**Work to complete**:
Please restate each entry exactly, without skipping any.

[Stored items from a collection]
################

use std::collections::BTreeMap;

use serde::Serialize;
use splitgrid_core::{CellAddress, ExpenseRecord, OwnerId, Period};

use crate::error::SyncError;

// ---------------------------------------------------------------------------
// Input
// ---------------------------------------------------------------------------

/// Records visible to one owner's cycle, deduplicated by id, taken at one
/// ledger version.
#[derive(Debug, Clone)]
pub struct LedgerSnapshot {
    pub version: u64,
    pub records: Vec<ExpenseRecord>,
}

impl LedgerSnapshot {
    /// Merge listings into one id-ordered set. The owner's own shared
    /// records show up in both their listing and the shared listing; a
    /// record that shows up twice with different content means the store
    /// moved underneath us.
    pub fn merge<I>(version: u64, listings: I) -> Result<Self, SyncError>
    where
        I: IntoIterator<Item = Vec<ExpenseRecord>>,
    {
        let mut by_id: BTreeMap<String, ExpenseRecord> = BTreeMap::new();
        for listing in listings {
            for record in listing {
                match by_id.get(&record.id) {
                    Some(existing) if existing != &record => {
                        return Err(SyncError::SnapshotInconsistency { attempts: 1 });
                    }
                    Some(_) => {}
                    None => {
                        by_id.insert(record.id.clone(), record);
                    }
                }
            }
        }
        Ok(Self {
            version,
            records: by_id.into_values().collect(),
        })
    }
}

// ---------------------------------------------------------------------------
// Aggregation
// ---------------------------------------------------------------------------

/// Totals for one category, seen from the acting owner's cycle.
///
/// `shared_cents` is the acting owner's half of shared expenses and
/// `partner_shared_cents` the partner's half; the two always sum to the
/// category's shared spend. `aggregate_records` rejects any record that
/// would push a field or either cell value past `i64`.
#[derive(Debug, Clone, Copy, Default, PartialEq, Eq, Serialize)]
pub struct CategoryTotals {
    pub personal_cents: i64,
    pub shared_cents: i64,
    pub partner_personal_cents: i64,
    pub partner_shared_cents: i64,
}

impl CategoryTotals {
    /// Value for the owner's grid.
    pub fn owner_value(&self) -> i64 {
        self.personal_cents + self.shared_cents
    }

    /// Value for the partner's grid. Never includes the owner's personal spend.
    pub fn partner_value(&self) -> i64 {
        self.partner_personal_cents + self.partner_shared_cents
    }
}

/// Result of one aggregation pass. Every mapped category is present.
#[derive(Debug, Clone, PartialEq, Eq, Serialize)]
pub struct Aggregates {
    pub owner: OwnerId,
    pub partner: OwnerId,
    pub period: Period,
    pub category_version: u32,
    pub totals: BTreeMap<String, CategoryTotals>,
}

impl Aggregates {
    pub fn get(&self, category: &str) -> Option<&CategoryTotals> {
        self.totals.get(category)
    }
}

// ---------------------------------------------------------------------------
// Sync result
// ---------------------------------------------------------------------------

#[derive(Debug, Clone, PartialEq, Eq, Serialize)]
pub struct CellWrite {
    pub address: CellAddress,
    pub category: String,
    pub value_cents: i64,
}

#[derive(Debug, Clone, PartialEq, Eq, Serialize)]
pub struct CellFailure {
    pub address: CellAddress,
    pub category: String,
    pub value_cents: i64,
    pub error: String,
}

/// Outcome of the writes against one grid.
#[derive(Debug, Clone, PartialEq, Eq, Serialize)]
pub struct GridReport {
    pub grid_id: String,
    pub written: Vec<CellWrite>,
    pub failed: Vec<CellFailure>,
    pub skipped: Vec<CellAddress>,
}

impl GridReport {
    pub fn new(grid_id: impl Into<String>) -> Self {
        Self {
            grid_id: grid_id.into(),
            written: Vec::new(),
            failed: Vec::new(),
            skipped: Vec::new(),
        }
    }

    pub fn is_complete(&self) -> bool {
        self.failed.is_empty()
    }
}

#[derive(Debug, Clone, PartialEq, Eq, Serialize)]
pub struct SyncMeta {
    pub engine_version: String,
    pub run_at: String,
    /// Set by the orchestrator; None when `reconcile` is called directly.
    pub ledger_version: Option<u64>,
    pub category_version: u32,
}

#[derive(Debug, Clone, PartialEq, Eq, Serialize)]
pub struct SyncResult {
    pub owner: OwnerId,
    pub partner: OwnerId,
    pub period: Period,
    pub owner_grid: GridReport,
    pub partner_grid: GridReport,
    pub meta: SyncMeta,
}

impl SyncResult {
    pub fn is_complete(&self) -> bool {
        self.owner_grid.is_complete() && self.partner_grid.is_complete()
    }

    pub fn failed_count(&self) -> usize {
        self.owner_grid.failed.len() + self.partner_grid.failed.len()
    }
}

/// What `run_cycle` did.
#[derive(Debug, Clone, PartialEq, Eq, Serialize)]
#[serde(tag = "status", rename_all = "snake_case")]
pub enum CycleOutcome {
    /// This call ran the cycle (possibly more than once, if requests were
    /// coalesced into it). The result is from the last run.
    Completed(SyncResult),
    /// Another cycle for the same owner and period was in flight; it will
    /// re-run and pick up this request.
    Coalesced,
}

impl CycleOutcome {
    pub fn result(&self) -> Option<&SyncResult> {
        match self {
            Self::Completed(r) => Some(r),
            Self::Coalesced => None,
        }
    }
}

################

**Written reply**:
use std::collections::BTreeMap;

use serde::Serialize;
use splitgrid_core::{CellAddress, ExpenseRecord, OwnerId, Period};

use crate::error::SyncError;

// ---------------------------------------------------------------------------
// Input
// ---------------------------------------------------------------------------

/// Records visible to one owner's cycle, deduplicated by id, taken at one
/// ledger version.
#[derive(Debug, Clone)]
pub struct LedgerSnapshot {
    pub version: u64,
    pub records: Vec<ExpenseRecord>,
}

impl LedgerSnapshot {
    /// Merge listings into one id-ordered set. The owner's own shared
    /// records show up in both their listing and the shared listing; a
    /// record that shows up twice with different content means the store
    /// moved underneath us.
    pub fn merge<I>(version: u64, listings: I) -> Result<Self, SyncError>
    where
        I: IntoIterator<Item = Vec<ExpenseRecord>>,
    {
        let mut by_id: BTreeMap<String, ExpenseRecord> = BTreeMap::new();
        for listing in listings {
            for record in listing {
                match by_id.get(&record.id) {
                    Some(existing) if existing != &record => {
                        return Err(SyncError::SnapshotInconsistency { attempts: 1 });
                    }
                    Some(_) => {}
                    None => {
                        by_id.insert(record.id.clone(), record);
                    }
                }
            }
        }
        Ok(Self {
            version,
            records: by_id.into_values().collect(),
        })
    }
}

// ---------------------------------------------------------------------------
// Aggregation
// ---------------------------------------------------------------------------

/// Totals for one category, seen from the acting owner's cycle.
///
/// `shared_cents` is the acting owner's half of shared expenses and
/// `partner_shared_cents` the partner's half; the two always sum to the
/// category's shared spend. `aggregate_records` rejects any record that
/// would push a field or either cell value past `i64`.
#[derive(Debug, Clone, Copy, Default, PartialEq, Eq, Serialize)]
pub struct CategoryTotals {
    pub personal_cents: i64,
    pub shared_cents: i64,
    pub partner_personal_cents: i64,
    pub partner_shared_cents: i64,
}

impl CategoryTotals {
    /// Value for the owner's grid.
    pub fn owner_value(&self) -> i64 {
        self.personal_cents + self.shared_cents
    }

    /// Value for the partner's grid. Never includes the owner's personal spend.
    pub fn partner_value(&self) -> i64 {
        self.partner_personal_cents + self.partner_shared_cents
    }
}

/// Result of one aggregation pass. Every mapped category is present.
#[derive(Debug, Clone, PartialEq, Eq, Serialize)]
pub struct Aggregates {
    pub owner: OwnerId,
    pub partner: OwnerId,
    pub period: Period,
    pub category_version: u32,
    pub totals: BTreeMap<String, CategoryTotals>,
}

impl Aggregates {
    pub fn get(&self, category: &str) -> Option<&CategoryTotals> {
        self.totals.get(category)
    }
}

// ---------------------------------------------------------------------------
// Sync result
// ---------------------------------------------------------------------------

#[derive(Debug, Clone, PartialEq, Eq, Serialize)]
pub struct CellWrite {
    pub address: CellAddress,
    pub category: String,
    pub value_cents: i64,
}

#[derive(Debug, Clone, PartialEq, Eq, Serialize)]
pub struct CellFailure {
    pub address: CellAddress,
    pub category: String,
    pub value_cents: i64,
    pub error: String,
}

/// Outcome of the writes against one grid.
#[derive(Debug, Clone, PartialEq, Eq, Serialize)]
pub struct GridReport {
    pub grid_id: String,
    pub written: Vec<CellWrite>,
    pub failed: Vec<CellFailure>,
    pub skipped: Vec<CellAddress>,
}

impl GridReport {
    pub fn new(grid_id: impl Into<String>) -> Self {
        Self {
            grid_id: grid_id.into(),
            written: Vec::new(),
            failed: Vec::new(),
            skipped: Vec::new(),
        }
    }

    pub fn is_complete(&self) -> bool {
        self.failed.is_empty()
    }
}

#[derive(Debug, Clone, PartialEq, Eq, Serialize)]
pub struct SyncMeta {
    pub engine_version: String,
    pub run_at: String,
    /// Set by the orchestrator; None when `reconcile` is called directly.
    pub ledger_version: Option<u64>,
    pub category_version: u32,
}

#[derive(Debug, Clone, PartialEq, Eq, Serialize)]
pub struct SyncResult {
    pub owner: OwnerId,
    pub partner: OwnerId,
    pub period: Period,
    pub owner_grid: GridReport,
    pub partner_grid: GridReport,
    pub meta: SyncMeta,
}

impl SyncResult {
    pub fn is_complete(&self) -> bool {
        self.owner_grid.is_complete() && self.partner_grid.is_complete()
    }

    pub fn failed_count(&self) -> usize {
        self.owner_grid.failed.len() + self.partner_grid.failed.len()
    }
}

/// What `run_cycle` did.
#[derive(Debug, Clone, PartialEq, Eq, Serialize)]
#[serde(tag = "status", rename_all = "snake_case")]
pub enum CycleOutcome {
    /// This call ran the cycle (possibly more than once, if requests were
    /// coalesced into it). The result is from the last run.
    Completed(SyncResult),
    /// Another cycle for the same owner and period was in flight; it will
    /// re-run and pick up this request.
    Coalesced,
}

impl CycleOutcome {
    pub fn result(&self) -> Option<&SyncResult> {
        match self {
            Self::Completed(r) => Some(r),
            Self::Coalesced => None,
        }
    }
}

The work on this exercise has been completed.